++++ Provided data ++++

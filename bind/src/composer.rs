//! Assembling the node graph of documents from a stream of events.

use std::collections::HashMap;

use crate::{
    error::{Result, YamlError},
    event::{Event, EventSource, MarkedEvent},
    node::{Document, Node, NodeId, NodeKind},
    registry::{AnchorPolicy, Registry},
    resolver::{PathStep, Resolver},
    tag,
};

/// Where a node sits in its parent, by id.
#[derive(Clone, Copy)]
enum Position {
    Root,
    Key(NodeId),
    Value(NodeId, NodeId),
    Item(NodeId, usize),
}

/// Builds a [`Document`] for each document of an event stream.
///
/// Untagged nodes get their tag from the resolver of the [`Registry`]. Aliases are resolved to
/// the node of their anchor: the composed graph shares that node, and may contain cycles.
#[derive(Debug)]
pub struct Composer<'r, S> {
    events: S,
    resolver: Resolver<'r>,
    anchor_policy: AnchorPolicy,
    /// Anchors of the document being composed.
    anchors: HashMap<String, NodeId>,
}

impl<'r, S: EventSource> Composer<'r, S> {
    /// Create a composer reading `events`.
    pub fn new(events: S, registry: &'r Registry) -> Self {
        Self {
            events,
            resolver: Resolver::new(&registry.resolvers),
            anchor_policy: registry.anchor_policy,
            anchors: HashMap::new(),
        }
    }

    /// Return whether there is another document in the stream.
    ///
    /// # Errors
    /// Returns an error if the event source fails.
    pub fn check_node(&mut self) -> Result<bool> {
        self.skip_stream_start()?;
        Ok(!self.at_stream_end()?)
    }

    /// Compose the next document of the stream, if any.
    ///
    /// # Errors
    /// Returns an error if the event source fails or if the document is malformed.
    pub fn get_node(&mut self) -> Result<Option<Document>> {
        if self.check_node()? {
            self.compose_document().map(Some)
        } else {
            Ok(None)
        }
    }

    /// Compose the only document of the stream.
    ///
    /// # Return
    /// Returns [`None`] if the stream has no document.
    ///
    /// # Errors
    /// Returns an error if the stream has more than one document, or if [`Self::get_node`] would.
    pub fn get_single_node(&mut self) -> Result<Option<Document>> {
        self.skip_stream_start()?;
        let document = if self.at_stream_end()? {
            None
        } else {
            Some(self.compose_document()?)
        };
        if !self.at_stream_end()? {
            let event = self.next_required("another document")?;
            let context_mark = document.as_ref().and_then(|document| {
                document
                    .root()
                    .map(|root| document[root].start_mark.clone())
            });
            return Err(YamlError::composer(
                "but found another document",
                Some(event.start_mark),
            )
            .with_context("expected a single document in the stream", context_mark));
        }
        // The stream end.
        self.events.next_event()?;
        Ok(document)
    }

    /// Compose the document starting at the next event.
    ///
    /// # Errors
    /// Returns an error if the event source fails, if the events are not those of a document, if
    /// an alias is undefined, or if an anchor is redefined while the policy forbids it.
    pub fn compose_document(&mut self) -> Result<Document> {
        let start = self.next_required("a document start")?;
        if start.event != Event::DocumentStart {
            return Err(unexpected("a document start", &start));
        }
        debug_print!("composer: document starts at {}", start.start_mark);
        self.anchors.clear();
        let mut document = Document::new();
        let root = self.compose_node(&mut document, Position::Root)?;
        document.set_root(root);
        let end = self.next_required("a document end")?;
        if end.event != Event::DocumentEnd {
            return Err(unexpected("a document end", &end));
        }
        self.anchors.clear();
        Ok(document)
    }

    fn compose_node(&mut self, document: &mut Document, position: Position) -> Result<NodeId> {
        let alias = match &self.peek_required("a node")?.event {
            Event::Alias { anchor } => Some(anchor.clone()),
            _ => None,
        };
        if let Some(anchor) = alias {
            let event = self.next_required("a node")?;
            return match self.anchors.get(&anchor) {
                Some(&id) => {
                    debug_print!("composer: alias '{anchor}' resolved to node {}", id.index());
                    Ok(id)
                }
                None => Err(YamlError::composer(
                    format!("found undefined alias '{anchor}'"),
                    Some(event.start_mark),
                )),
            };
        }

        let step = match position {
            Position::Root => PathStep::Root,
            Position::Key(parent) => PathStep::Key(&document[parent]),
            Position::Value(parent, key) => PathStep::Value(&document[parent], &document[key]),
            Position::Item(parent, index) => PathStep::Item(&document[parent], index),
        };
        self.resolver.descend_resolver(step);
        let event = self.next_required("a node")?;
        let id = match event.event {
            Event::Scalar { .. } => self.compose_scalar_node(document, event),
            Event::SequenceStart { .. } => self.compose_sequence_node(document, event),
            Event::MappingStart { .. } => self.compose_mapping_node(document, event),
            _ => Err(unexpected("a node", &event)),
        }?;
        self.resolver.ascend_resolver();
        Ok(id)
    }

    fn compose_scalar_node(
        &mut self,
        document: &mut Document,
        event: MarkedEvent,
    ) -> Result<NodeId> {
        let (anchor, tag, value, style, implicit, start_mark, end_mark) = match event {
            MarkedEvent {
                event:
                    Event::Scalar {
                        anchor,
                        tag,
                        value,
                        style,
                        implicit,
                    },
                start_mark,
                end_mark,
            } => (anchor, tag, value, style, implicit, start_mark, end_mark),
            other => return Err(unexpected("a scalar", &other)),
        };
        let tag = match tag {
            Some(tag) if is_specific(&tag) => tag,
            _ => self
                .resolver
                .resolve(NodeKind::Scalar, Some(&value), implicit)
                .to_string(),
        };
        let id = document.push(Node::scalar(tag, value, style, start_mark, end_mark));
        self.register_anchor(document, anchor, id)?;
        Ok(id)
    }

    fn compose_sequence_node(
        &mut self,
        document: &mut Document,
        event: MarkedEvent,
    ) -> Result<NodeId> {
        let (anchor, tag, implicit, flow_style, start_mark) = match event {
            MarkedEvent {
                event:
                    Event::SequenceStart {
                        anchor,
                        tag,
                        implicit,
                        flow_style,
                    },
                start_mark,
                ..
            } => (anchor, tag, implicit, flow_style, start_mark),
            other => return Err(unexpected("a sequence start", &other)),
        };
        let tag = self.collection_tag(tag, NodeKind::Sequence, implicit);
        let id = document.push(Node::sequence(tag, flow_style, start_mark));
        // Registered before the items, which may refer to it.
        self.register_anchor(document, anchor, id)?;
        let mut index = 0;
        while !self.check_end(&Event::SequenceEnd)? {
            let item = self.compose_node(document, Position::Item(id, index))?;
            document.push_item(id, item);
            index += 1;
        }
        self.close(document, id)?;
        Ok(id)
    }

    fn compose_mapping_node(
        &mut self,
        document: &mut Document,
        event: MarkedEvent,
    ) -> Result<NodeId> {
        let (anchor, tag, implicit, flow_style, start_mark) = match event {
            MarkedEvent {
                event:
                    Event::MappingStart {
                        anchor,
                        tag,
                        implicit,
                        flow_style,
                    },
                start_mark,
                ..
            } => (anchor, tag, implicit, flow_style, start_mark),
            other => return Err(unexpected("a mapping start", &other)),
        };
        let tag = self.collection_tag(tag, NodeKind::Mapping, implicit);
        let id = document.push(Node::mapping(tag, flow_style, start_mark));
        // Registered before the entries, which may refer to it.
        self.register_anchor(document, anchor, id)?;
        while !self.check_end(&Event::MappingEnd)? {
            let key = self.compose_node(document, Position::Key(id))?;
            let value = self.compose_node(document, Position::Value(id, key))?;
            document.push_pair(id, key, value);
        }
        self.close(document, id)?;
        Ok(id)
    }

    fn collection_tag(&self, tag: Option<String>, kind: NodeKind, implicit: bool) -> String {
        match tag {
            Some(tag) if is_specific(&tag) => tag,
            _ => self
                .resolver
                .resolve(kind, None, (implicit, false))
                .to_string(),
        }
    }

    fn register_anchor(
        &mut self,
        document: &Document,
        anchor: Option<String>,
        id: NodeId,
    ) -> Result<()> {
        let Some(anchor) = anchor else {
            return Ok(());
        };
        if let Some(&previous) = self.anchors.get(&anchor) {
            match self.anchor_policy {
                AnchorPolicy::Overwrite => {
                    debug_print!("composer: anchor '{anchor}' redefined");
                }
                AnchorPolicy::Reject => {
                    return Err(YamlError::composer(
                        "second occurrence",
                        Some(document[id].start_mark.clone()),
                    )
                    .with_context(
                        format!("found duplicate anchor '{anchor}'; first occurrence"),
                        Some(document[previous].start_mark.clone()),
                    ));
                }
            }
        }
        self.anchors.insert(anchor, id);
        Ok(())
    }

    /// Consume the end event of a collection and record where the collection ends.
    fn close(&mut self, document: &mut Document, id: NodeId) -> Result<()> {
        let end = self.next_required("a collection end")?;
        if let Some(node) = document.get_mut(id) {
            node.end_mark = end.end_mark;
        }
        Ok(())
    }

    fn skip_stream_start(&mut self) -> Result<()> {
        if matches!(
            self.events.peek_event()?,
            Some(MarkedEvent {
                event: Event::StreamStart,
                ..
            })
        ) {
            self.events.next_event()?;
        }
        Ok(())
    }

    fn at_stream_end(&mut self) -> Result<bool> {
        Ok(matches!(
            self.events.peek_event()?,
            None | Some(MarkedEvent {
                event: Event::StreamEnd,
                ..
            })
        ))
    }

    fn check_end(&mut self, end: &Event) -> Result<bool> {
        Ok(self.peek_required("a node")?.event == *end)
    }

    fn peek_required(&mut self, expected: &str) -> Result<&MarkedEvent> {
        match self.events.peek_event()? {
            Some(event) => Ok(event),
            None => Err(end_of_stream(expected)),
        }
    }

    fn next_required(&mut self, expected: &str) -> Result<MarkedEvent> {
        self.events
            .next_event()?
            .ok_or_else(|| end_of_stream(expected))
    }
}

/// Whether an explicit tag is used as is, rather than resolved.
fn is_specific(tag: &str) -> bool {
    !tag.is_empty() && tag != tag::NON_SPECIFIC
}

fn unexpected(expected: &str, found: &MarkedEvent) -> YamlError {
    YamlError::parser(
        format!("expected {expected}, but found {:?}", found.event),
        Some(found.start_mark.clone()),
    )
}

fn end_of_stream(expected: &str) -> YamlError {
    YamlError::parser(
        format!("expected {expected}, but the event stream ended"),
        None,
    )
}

++++
++++ Provided data ++++

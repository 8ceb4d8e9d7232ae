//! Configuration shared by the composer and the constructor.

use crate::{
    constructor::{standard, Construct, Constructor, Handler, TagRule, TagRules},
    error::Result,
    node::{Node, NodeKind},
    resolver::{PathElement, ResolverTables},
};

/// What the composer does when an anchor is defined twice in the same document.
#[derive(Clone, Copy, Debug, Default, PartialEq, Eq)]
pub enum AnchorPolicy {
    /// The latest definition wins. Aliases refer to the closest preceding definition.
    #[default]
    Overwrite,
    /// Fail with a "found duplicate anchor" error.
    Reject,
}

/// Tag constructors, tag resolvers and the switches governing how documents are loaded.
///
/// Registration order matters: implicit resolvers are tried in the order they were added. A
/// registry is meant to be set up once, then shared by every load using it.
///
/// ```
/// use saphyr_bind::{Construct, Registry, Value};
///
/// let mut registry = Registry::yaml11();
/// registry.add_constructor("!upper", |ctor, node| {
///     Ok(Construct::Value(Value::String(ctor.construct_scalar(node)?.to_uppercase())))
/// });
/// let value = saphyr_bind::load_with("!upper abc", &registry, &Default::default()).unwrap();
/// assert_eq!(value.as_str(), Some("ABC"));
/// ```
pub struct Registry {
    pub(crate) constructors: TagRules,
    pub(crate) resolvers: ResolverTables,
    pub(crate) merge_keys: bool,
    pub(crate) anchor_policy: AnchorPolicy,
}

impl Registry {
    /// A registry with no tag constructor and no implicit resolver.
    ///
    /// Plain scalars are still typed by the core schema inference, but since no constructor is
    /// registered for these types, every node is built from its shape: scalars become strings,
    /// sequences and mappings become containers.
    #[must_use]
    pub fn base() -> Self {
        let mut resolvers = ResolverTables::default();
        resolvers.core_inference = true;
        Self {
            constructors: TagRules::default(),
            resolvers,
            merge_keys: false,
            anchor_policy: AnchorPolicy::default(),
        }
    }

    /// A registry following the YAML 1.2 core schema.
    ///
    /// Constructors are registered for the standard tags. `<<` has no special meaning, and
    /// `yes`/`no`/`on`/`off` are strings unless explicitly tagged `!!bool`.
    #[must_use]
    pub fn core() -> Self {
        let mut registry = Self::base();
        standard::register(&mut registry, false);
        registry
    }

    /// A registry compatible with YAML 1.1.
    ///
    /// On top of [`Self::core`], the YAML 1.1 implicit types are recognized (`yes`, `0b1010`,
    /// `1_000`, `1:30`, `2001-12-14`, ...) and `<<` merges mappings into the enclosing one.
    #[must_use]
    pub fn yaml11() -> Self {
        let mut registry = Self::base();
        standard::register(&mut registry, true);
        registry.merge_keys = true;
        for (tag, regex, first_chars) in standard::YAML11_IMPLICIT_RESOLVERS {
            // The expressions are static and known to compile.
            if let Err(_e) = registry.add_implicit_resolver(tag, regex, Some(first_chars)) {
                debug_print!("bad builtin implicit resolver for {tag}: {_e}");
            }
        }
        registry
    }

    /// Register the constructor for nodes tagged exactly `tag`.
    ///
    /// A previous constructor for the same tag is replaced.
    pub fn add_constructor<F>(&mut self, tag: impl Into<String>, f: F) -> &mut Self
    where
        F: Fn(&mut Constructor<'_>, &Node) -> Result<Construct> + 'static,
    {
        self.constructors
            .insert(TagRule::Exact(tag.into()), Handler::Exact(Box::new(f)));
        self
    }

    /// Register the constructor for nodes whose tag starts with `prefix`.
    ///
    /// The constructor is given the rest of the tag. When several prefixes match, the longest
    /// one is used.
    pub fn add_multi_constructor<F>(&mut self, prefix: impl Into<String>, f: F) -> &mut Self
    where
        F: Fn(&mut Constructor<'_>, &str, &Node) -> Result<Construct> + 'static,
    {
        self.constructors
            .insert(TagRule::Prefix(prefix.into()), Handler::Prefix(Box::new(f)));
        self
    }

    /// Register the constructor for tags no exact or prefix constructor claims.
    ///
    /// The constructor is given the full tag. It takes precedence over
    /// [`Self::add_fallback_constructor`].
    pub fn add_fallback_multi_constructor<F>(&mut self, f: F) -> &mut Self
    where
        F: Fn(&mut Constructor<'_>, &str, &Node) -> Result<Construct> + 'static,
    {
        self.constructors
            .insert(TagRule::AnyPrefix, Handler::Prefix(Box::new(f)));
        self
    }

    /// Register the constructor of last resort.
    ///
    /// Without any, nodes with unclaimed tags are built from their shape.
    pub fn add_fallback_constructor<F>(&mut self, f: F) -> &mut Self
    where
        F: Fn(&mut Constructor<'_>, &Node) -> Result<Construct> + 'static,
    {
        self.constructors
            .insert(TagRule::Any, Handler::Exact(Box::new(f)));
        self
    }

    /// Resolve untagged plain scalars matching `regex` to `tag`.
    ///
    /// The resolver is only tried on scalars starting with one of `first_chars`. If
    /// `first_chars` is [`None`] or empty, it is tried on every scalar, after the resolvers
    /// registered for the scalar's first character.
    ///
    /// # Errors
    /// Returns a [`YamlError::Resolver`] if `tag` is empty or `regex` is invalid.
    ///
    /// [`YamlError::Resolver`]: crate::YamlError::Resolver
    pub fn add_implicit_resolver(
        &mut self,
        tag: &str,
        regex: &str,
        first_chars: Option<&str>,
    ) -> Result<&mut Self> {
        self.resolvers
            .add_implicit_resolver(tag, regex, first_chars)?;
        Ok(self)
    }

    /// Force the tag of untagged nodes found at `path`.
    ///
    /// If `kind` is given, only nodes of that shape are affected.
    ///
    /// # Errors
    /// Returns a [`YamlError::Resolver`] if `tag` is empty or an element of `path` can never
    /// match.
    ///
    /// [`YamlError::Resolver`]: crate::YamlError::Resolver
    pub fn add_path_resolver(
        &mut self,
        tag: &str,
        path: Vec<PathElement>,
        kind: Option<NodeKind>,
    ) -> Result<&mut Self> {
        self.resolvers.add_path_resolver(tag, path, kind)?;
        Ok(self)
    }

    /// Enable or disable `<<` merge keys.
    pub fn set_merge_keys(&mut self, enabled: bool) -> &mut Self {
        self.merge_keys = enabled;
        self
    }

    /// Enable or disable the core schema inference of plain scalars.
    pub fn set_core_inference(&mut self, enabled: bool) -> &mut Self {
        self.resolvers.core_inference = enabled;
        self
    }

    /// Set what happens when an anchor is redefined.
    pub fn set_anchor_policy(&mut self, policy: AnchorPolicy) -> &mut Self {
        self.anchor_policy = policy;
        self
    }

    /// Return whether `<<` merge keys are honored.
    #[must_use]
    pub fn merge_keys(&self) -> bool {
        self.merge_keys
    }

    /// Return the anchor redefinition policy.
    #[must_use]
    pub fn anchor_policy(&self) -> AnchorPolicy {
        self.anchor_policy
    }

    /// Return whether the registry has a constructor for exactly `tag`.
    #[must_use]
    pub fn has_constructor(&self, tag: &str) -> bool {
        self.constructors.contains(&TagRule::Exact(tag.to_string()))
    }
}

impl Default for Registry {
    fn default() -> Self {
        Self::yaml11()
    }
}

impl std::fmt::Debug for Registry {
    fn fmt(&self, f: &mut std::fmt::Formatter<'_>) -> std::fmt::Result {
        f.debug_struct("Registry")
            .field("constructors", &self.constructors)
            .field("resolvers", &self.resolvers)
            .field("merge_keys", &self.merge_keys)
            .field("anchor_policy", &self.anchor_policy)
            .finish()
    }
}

++++
++++ Provided data ++++

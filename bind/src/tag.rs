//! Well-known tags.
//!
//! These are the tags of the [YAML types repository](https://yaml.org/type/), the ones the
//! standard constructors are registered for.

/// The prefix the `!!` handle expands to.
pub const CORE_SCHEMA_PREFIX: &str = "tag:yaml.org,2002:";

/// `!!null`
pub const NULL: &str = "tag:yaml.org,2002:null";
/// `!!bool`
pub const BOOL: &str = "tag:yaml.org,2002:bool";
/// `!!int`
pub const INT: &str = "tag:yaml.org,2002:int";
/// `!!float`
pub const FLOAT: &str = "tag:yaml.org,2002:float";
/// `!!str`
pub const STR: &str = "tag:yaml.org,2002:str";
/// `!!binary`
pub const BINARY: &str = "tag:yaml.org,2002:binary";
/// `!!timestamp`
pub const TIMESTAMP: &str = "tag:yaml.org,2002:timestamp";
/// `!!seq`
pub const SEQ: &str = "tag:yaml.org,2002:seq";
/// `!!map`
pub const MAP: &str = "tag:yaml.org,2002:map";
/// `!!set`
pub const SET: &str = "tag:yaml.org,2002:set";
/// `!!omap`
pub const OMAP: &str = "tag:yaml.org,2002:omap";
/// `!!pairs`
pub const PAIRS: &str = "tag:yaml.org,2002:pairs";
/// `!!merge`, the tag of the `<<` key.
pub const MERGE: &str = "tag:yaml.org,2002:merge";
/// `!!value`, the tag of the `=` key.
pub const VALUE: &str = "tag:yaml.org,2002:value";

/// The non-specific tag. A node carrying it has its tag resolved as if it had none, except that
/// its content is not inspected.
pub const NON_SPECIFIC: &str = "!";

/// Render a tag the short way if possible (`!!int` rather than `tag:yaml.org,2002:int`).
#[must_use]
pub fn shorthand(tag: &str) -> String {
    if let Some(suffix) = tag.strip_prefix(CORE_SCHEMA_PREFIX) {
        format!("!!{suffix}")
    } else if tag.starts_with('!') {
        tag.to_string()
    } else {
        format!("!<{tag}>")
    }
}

++++

§ **Task brief**
Among the lines above, find the ones containing "Handler" and copy them.

§ **Written reply**
    constructor::{standard, Construct, Constructor, Handler, TagRule, TagRules},
            .insert(TagRule::Exact(tag.into()), Handler::Exact(Box::new(f)));
            .insert(TagRule::Prefix(prefix.into()), Handler::Prefix(Box::new(f)));
            .insert(TagRule::AnyPrefix, Handler::Prefix(Box::new(f)));
            .insert(TagRule::Any, Handler::Exact(Box::new(f)));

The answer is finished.